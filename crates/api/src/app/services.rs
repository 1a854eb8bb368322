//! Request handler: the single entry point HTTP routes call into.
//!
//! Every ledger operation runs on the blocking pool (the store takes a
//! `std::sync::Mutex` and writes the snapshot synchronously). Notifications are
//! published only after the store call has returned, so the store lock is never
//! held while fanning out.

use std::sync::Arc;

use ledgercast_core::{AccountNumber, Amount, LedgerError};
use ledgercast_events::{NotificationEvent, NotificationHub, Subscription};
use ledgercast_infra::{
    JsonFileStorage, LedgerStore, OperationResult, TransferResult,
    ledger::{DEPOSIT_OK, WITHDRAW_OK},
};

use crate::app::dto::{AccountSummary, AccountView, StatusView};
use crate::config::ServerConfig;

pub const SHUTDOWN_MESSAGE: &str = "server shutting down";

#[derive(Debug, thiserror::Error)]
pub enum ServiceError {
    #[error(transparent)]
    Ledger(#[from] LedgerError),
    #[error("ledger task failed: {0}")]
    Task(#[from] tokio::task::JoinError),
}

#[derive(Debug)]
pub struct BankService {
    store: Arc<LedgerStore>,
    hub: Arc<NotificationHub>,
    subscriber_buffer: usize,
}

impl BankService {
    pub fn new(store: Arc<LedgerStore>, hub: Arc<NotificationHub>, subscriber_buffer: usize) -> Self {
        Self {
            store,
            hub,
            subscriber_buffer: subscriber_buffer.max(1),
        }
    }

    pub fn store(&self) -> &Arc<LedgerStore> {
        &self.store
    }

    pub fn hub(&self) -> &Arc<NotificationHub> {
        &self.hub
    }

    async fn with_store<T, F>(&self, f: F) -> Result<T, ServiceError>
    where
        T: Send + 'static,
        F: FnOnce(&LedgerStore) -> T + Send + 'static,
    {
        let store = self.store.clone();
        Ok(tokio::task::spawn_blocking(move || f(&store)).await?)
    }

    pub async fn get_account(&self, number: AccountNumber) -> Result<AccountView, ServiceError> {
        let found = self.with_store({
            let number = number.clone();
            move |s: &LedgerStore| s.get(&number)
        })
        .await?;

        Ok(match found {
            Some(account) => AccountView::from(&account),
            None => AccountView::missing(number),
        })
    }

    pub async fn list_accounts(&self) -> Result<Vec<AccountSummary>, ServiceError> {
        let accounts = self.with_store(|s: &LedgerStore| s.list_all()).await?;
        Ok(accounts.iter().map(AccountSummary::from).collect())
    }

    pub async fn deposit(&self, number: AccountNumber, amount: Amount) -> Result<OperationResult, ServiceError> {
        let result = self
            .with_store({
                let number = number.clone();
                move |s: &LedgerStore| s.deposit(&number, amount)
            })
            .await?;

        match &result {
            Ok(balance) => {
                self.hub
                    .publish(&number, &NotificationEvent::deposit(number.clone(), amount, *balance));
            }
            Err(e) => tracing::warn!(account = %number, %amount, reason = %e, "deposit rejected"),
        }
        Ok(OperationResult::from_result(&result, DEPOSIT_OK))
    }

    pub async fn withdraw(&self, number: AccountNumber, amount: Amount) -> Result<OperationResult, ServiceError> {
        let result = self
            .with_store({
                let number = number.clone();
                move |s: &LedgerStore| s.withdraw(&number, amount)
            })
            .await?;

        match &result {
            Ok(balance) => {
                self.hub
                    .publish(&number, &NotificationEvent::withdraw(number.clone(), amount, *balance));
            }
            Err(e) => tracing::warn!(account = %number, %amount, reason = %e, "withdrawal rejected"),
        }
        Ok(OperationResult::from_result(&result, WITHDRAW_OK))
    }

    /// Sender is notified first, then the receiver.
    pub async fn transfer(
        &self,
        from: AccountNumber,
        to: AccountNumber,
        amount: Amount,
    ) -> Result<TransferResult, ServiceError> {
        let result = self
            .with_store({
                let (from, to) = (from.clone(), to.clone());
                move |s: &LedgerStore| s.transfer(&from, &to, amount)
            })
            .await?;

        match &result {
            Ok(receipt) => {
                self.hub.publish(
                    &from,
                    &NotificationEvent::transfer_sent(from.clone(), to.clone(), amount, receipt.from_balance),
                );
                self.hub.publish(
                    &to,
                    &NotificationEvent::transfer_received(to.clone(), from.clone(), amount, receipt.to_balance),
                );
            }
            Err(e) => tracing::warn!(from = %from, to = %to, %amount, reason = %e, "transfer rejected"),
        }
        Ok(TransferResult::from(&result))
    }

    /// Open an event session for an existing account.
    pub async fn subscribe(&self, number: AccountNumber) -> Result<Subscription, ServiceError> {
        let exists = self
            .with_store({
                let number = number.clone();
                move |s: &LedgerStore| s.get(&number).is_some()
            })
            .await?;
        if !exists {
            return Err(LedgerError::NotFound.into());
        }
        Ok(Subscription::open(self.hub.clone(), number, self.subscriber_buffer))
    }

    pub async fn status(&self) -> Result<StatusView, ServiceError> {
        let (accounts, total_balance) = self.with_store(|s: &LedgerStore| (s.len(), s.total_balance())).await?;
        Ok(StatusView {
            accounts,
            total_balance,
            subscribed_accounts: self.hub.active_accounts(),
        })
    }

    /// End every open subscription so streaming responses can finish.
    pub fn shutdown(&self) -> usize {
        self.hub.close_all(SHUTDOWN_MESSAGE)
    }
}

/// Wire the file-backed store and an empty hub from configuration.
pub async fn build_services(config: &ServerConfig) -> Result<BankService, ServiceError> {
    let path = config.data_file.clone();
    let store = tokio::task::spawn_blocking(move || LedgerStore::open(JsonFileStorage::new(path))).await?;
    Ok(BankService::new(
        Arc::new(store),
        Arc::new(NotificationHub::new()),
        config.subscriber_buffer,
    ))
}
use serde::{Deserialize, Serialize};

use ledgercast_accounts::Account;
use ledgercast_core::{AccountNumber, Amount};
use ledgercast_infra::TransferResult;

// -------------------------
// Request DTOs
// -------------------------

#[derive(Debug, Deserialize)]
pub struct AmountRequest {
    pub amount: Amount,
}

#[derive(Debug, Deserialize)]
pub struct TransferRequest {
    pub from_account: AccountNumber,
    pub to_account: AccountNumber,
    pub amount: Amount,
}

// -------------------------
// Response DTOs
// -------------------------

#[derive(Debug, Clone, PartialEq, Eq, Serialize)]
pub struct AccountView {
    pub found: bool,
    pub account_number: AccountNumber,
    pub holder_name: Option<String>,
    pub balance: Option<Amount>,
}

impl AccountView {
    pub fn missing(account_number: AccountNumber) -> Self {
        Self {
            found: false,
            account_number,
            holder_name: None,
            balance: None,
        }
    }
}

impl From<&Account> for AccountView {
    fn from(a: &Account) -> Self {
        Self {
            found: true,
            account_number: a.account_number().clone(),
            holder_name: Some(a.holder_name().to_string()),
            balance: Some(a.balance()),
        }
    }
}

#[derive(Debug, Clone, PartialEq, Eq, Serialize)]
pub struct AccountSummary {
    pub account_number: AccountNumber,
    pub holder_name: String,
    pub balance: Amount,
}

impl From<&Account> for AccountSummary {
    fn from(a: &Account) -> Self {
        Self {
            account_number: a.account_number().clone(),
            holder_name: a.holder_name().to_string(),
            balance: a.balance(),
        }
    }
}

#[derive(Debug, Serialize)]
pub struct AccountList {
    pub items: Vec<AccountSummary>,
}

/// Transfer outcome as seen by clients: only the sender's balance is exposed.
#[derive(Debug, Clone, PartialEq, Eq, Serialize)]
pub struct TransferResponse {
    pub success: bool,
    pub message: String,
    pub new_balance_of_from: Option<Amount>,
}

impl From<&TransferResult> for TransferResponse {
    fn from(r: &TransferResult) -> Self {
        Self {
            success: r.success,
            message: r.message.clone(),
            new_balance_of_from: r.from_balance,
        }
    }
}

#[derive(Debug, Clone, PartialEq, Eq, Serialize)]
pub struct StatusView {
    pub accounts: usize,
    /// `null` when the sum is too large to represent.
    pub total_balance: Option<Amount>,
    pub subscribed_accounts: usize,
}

• • •

What the task requires: Scan the lines above for the word "AccountView", then copy each line that has it.

Task result:
use crate::app::dto::{AccountSummary, AccountView, StatusView};
    pub async fn get_account(&self, number: AccountNumber) -> Result<AccountView, ServiceError> {
            Some(account) => AccountView::from(&account),
            None => AccountView::missing(number),
pub struct AccountView {
impl AccountView {
impl From<&Account> for AccountView {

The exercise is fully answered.